60% increase in week: Over 5,000 pregnant women in Colombia infected with Zika
The total number of registered cases of the virus in Colombia stands at 31,555, the national health institute said in its epidemiology bulletin on Saturday. This number has also risen considerably since last week, showing no hopes for a decline in the near future.
Colombian authorities have urged women to avoid getting pregnant because the Zika virus has been associated with serious birth defects such as microcephaly, which causes babies to be born with smaller skulls and brains. Women have been urged to delay pregnancy for six to eight months, while pregnant women with Zika have been granted access to much-restricted abortion services, Reuters reported.
Almost 30 percent of the pregnant women infected with Zika live near Columbia’s border with Venezuela in Norte de Santander province, authorities said.
Nearly 12,500 people have been infected in the country’s Caribbean region, which is popular among tourists.
The virus, which is transmitted through mosquito bites, has been spreading rapidly in South America since the outbreak began in December of last year. In a matter of weeks, it has swept onto other continents, largely through travel, officials believe.
UK authorities confirmed four cases of the Zika virus in Britain this week, which are reportedly “travel-associated” and not thought to have been contracted in the UK. Another case has been identified in China, local authorities announced, saying that the patient had recently traveled to Venezuela.
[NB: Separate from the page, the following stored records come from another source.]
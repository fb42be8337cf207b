// Copyright (C) 2026 Fred Clausen
// Use of this source code is governed by an MIT-style
// license that can be found in the LICENSE file or at
// https://opensource.org/licenses/MIT.

use crate::handlers::companies::set_company_active;
use crate::handlers::job_requests::{
    create_job_request, delete_job_request, get_job_request, list_job_requests,
    update_job_request,
};
use crate::{
    ApiError, CompanyInfo, CreateJobRequestRequest, ErrorKind, JobRequestInfo,
    JobRequestListRequest, UpdateJobRequestRequest,
};

use super::helpers::{job_request_request, seed_company, seed_job_request, setup_test_persistence};

#[test]
fn test_create_job_request_defaults_to_pending() {
    let mut persistence = setup_test_persistence();
    let company: CompanyInfo = seed_company(&mut persistence, "Acme");

    let request: JobRequestInfo = seed_job_request(&mut persistence, "Acme");

    assert_eq!(request.status, "pending");
    assert_eq!(request.company_id, company.id);
    assert_eq!(request.company_name, "Acme");
    assert_eq!(request.priority, "high");
}

#[test]
fn test_create_job_request_for_inactive_company_is_referential() {
    let mut persistence = setup_test_persistence();
    let company: CompanyInfo = seed_company(&mut persistence, "Acme");
    let first: JobRequestInfo = seed_job_request(&mut persistence, "Acme");
    set_company_active(&mut persistence, &company.id, false).unwrap();

    let result: Result<JobRequestInfo, ApiError> =
        create_job_request(&mut persistence, &job_request_request("Acme"));

    assert_eq!(result.unwrap_err().kind(), ErrorKind::Referential);
    let unaffected: JobRequestInfo = get_job_request(&mut persistence, &first.id).unwrap();
    assert_eq!(unaffected, first);
}

#[test]
fn test_create_job_request_for_missing_company_is_not_found() {
    let mut persistence = setup_test_persistence();

    let result: Result<JobRequestInfo, ApiError> =
        create_job_request(&mut persistence, &job_request_request("Nobody Inc"));

    assert_eq!(result.unwrap_err().kind(), ErrorKind::NotFound);
}

#[test]
fn test_create_job_request_rejects_non_http_attachment() {
    let mut persistence = setup_test_persistence();
    seed_company(&mut persistence, "Acme");
    let request: CreateJobRequestRequest = CreateJobRequestRequest {
        attachment_url: Some(String::from("ftp://files.example.com/photo.jpg")),
        ..job_request_request("Acme")
    };

    let result: Result<JobRequestInfo, ApiError> = create_job_request(&mut persistence, &request);

    assert!(matches!(
        result,
        Err(ApiError::InvalidInput { ref field, .. }) if field == "attachmentUrl"
    ));
}

#[test]
fn test_create_job_request_keeps_attachment_and_date() {
    let mut persistence = setup_test_persistence();
    seed_company(&mut persistence, "Acme");
    let request: CreateJobRequestRequest = CreateJobRequestRequest {
        attachment_url: Some(String::from(" https://files.example.com/photo.jpg ")),
        requested_date: Some(String::from("2026-02-01")),
        ..job_request_request("Acme")
    };

    let created: JobRequestInfo = create_job_request(&mut persistence, &request).unwrap();

    assert_eq!(
        created.attachment_url.as_deref(),
        Some("https://files.example.com/photo.jpg")
    );
    assert_eq!(
        created.requested_date.as_deref(),
        Some("2026-02-01T00:00:00Z")
    );
}

#[test]
fn test_list_job_requests_filters() {
    let mut persistence = setup_test_persistence();
    seed_company(&mut persistence, "Acme");
    seed_company(&mut persistence, "Zenith");
    seed_job_request(&mut persistence, "Acme");
    seed_job_request(&mut persistence, "Zenith");

    let acme: Vec<JobRequestInfo> = list_job_requests(
        &mut persistence,
        &JobRequestListRequest {
            company_name: Some(String::from("Acme")),
            status: Some(String::from("Pending")),
            ..JobRequestListRequest::default()
        },
    )
    .unwrap();

    assert_eq!(acme.len(), 1);
    assert_eq!(acme[0].company_name, "Acme");
}

#[test]
fn test_list_job_requests_with_bad_filter_fails() {
    let mut persistence = setup_test_persistence();
    seed_company(&mut persistence, "Acme");
    seed_job_request(&mut persistence, "Acme");

    let result: Result<Vec<JobRequestInfo>, ApiError> = list_job_requests(
        &mut persistence,
        &JobRequestListRequest {
            company_name: Some(String::from("Acme")),
            priority: Some(String::from("urgent")),
            ..JobRequestListRequest::default()
        },
    );

    assert!(matches!(
        result,
        Err(ApiError::InvalidInput { ref field, .. }) if field == "priority"
    ));
}

#[test]
fn test_update_job_request_applies_only_supplied_fields() {
    let mut persistence = setup_test_persistence();
    seed_company(&mut persistence, "Acme");
    let created: JobRequestInfo = seed_job_request(&mut persistence, "Acme");

    let updated: JobRequestInfo = update_job_request(
        &mut persistence,
        &created.id,
        &UpdateJobRequestRequest {
            priority: Some(String::from("low")),
            status: Some(String::from("cancelled")),
            ..UpdateJobRequestRequest::default()
        },
    )
    .unwrap();

    assert_eq!(updated.priority, "low");
    assert_eq!(updated.status, "cancelled");
    assert_eq!(updated.description, created.description);
}

#[test]
fn test_update_job_request_changes_company_snapshot() {
    let mut persistence = setup_test_persistence();
    seed_company(&mut persistence, "Acme");
    let zenith: CompanyInfo = seed_company(&mut persistence, "Zenith");
    let created: JobRequestInfo = seed_job_request(&mut persistence, "Acme");

    let updated: JobRequestInfo = update_job_request(
        &mut persistence,
        &created.id,
        &UpdateJobRequestRequest {
            company_name: Some(String::from("Zenith")),
            ..UpdateJobRequestRequest::default()
        },
    )
    .unwrap();

    assert_eq!(updated.company_name, "Zenith");
    assert_eq!(updated.company_id, zenith.id);
}

#[test]
fn test_update_job_request_to_inactive_company_fails() {
    let mut persistence = setup_test_persistence();
    seed_company(&mut persistence, "Acme");
    let zenith: CompanyInfo = seed_company(&mut persistence, "Zenith");
    set_company_active(&mut persistence, &zenith.id, false).unwrap();
    let created: JobRequestInfo = seed_job_request(&mut persistence, "Acme");

    let result: Result<JobRequestInfo, ApiError> = update_job_request(
        &mut persistence,
        &created.id,
        &UpdateJobRequestRequest {
            company_name: Some(String::from("Zenith")),
            ..UpdateJobRequestRequest::default()
        },
    );

    assert_eq!(result.unwrap_err().kind(), ErrorKind::Referential);
}

#[test]
fn test_update_job_request_clears_attachment() {
    let mut persistence = setup_test_persistence();
    seed_company(&mut persistence, "Acme");
    let request: CreateJobRequestRequest = CreateJobRequestRequest {
        attachment_url: Some(String::from("https://files.example.com/a.png")),
        ..job_request_request("Acme")
    };
    let created: JobRequestInfo = create_job_request(&mut persistence, &request).unwrap();

    let updated: JobRequestInfo = update_job_request(
        &mut persistence,
        &created.id,
        &UpdateJobRequestRequest {
            attachment_url: Some(None),
            ..UpdateJobRequestRequest::default()
        },
    )
    .unwrap();

    assert_eq!(updated.attachment_url, None);
}

#[test]
fn test_empty_update_is_rejected() {
    let mut persistence = setup_test_persistence();
    seed_company(&mut persistence, "Acme");
    let created: JobRequestInfo = seed_job_request(&mut persistence, "Acme");

    let result: Result<JobRequestInfo, ApiError> = update_job_request(
        &mut persistence,
        &created.id,
        &UpdateJobRequestRequest::default(),
    );

    assert!(matches!(
        result,
        Err(ApiError::InvalidInput { ref field, .. }) if field == "update"
    ));
}

#[test]
fn test_update_missing_job_request_is_not_found() {
    let mut persistence = setup_test_persistence();

    let result: Result<JobRequestInfo, ApiError> = update_job_request(
        &mut persistence,
        "77",
        &UpdateJobRequestRequest {
            category: Some(String::from("Electrical")),
            ..UpdateJobRequestRequest::default()
        },
    );

    assert_eq!(result.unwrap_err().kind(), ErrorKind::NotFound);
}

#[test]
fn test_delete_job_request_returns_removed_record() {
    let mut persistence = setup_test_persistence();
    seed_company(&mut persistence, "Acme");
    let created: JobRequestInfo = seed_job_request(&mut persistence, "Acme");

    let removed: JobRequestInfo = delete_job_request(&mut persistence, &created.id).unwrap();

    assert_eq!(removed, created);
    let again: Result<JobRequestInfo, ApiError> = delete_job_request(&mut persistence, &created.id);
    assert_eq!(again.unwrap_err().kind(), ErrorKind::NotFound);
}

#[test]
fn test_blank_job_request_id_is_rejected() {
    let mut persistence = setup_test_persistence();
    seed_company(&mut persistence, "Acme");
    let existing: JobRequestInfo = seed_job_request(&mut persistence, "Acme");

    let get: Result<JobRequestInfo, ApiError> = get_job_request(&mut persistence, "   ");
    let update: Result<JobRequestInfo, ApiError> = update_job_request(
        &mut persistence,
        "",
        &UpdateJobRequestRequest {
            description: Some(String::from("Burst pipe")),
            ..UpdateJobRequestRequest::default()
        },
    );
    let delete: Result<JobRequestInfo, ApiError> = delete_job_request(&mut persistence, " ");

    for result in [get, update, delete] {
        assert!(matches!(
            result,
            Err(ApiError::InvalidInput { ref field, .. }) if field == "jobRequestId"
        ));
    }
    assert_eq!(get_job_request(&mut persistence, &existing.id).unwrap(), existing);
}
Some 220,000 army, navy and air force troops have been deployed throughout Brazil to show people how to prevent the virus from spreading, AP reported. Members of the armed forces, accompanied by community health agents and mosquito control teams, are expected to visit some three million homes this weekend in order to educate the population on how to eliminate the mosquitos responsible for transmitting the virus.
The outbreak of the Zika virus has been declared a global public health emergency by the World Health Organization (WHO). It could eventually affect up to four million people, the WHO said. Colombia alone expects up to 600,000 cases this year, the country’s president, Juan Manuel Santos, announced.
While the virus is believed to be particularly harmful to unborn children, much about Zika remains unknown. The Colombian government has said that there have been no recorded cases of Zika-linked microcephaly in the country so far, but officials warned the Latin American state can expect from 500 to 600 such cases this year.
Researchers have been trying to figure out whether the virus actually causes microcephaly. In Brazil, over 4,300 suspected and confirmed cases of the birth defect have been investigated to determine whether they are linked to the mosquito-borne virus. So far, researchers have identified evidence of Zika in less than one percent of the cases.